Required action: What you give back must match the records below exactly.

_____

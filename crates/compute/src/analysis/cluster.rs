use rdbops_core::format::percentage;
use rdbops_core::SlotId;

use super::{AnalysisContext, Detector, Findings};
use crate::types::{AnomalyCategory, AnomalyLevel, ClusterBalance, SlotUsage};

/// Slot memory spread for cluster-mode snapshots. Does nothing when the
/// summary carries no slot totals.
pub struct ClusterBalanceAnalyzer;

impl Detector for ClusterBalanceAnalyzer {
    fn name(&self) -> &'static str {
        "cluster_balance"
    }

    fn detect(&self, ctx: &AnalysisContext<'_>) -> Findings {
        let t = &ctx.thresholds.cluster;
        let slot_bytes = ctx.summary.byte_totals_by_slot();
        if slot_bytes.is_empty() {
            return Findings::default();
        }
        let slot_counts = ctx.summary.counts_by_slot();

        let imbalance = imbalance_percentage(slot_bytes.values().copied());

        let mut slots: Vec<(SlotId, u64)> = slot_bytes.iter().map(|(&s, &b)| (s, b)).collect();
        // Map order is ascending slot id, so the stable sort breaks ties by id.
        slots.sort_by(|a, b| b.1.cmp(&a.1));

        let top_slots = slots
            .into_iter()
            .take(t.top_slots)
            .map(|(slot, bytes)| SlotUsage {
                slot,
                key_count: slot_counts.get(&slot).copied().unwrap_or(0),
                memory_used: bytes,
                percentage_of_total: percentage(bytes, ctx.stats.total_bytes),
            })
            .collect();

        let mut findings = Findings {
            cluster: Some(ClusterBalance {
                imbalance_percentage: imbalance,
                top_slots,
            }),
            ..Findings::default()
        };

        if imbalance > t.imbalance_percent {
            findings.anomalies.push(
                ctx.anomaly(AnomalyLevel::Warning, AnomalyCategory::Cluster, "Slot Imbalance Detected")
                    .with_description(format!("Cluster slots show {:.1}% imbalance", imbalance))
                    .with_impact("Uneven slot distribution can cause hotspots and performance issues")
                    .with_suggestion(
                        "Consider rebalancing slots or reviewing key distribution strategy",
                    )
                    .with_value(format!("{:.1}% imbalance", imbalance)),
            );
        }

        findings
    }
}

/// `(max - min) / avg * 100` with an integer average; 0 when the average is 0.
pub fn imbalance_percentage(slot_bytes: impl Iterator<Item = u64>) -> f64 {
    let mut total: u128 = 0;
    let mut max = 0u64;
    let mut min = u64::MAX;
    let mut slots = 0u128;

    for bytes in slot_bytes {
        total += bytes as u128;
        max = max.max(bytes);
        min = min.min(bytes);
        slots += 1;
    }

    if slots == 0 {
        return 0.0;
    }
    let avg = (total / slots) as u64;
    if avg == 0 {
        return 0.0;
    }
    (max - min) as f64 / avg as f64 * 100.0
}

_____

Answer box:
filename crates/compute/src/analysis/cluster.rs
use rdbops_core::format::percentage;
use rdbops_core::SlotId;

use super::{AnalysisContext, Detector, Findings};
use crate::types::{AnomalyCategory, AnomalyLevel, ClusterBalance, SlotUsage};

/// Slot memory spread for cluster-mode snapshots. Does nothing when the
/// summary carries no slot totals.
pub struct ClusterBalanceAnalyzer;

impl Detector for ClusterBalanceAnalyzer {
    fn name(&self) -> &'static str {
        "cluster_balance"
    }

    fn detect(&self, ctx: &AnalysisContext<'_>) -> Findings {
        let t = &ctx.thresholds.cluster;
        let slot_bytes = ctx.summary.byte_totals_by_slot();
        if slot_bytes.is_empty() {
            return Findings::default();
        }
        let slot_counts = ctx.summary.counts_by_slot();

        let imbalance = imbalance_percentage(slot_bytes.values().copied());

        let mut slots: Vec<(SlotId, u64)> = slot_bytes.iter().map(|(&s, &b)| (s, b)).collect();
        // Map order is ascending slot id, so the stable sort breaks ties by id.
        slots.sort_by(|a, b| b.1.cmp(&a.1));

        let top_slots = slots
            .into_iter()
            .take(t.top_slots)
            .map(|(slot, bytes)| SlotUsage {
                slot,
                key_count: slot_counts.get(&slot).copied().unwrap_or(0),
                memory_used: bytes,
                percentage_of_total: percentage(bytes, ctx.stats.total_bytes),
            })
            .collect();

        let mut findings = Findings {
            cluster: Some(ClusterBalance {
                imbalance_percentage: imbalance,
                top_slots,
            }),
            ..Findings::default()
        };

        if imbalance > t.imbalance_percent {
            findings.anomalies.push(
                ctx.anomaly(AnomalyLevel::Warning, AnomalyCategory::Cluster, "Slot Imbalance Detected")
                    .with_description(format!("Cluster slots show {:.1}% imbalance", imbalance))
                    .with_impact("Uneven slot distribution can cause hotspots and performance issues")
                    .with_suggestion(
                        "Consider rebalancing slots or reviewing key distribution strategy",
                    )
                    .with_value(format!("{:.1}% imbalance", imbalance)),
            );
        }

        findings
    }
}

/// `(max - min) / avg * 100` with an integer average; 0 when the average is 0.
pub fn imbalance_percentage(slot_bytes: impl Iterator<Item = u64>) -> f64 {
    let mut total: u128 = 0;
    let mut max = 0u64;
    let mut min = u64::MAX;
    let mut slots = 0u128;

    for bytes in slot_bytes {
        total += bytes as u128;
        max = max.max(bytes);
        min = min.min(bytes);
        slots += 1;
    }

    if slots == 0 {
        return 0.0;
    }
    let avg = (total / slots) as u64;
    if avg == 0 {
        return 0.0;
    }
    (max - min) as f64 / avg as f64 * 100.0
}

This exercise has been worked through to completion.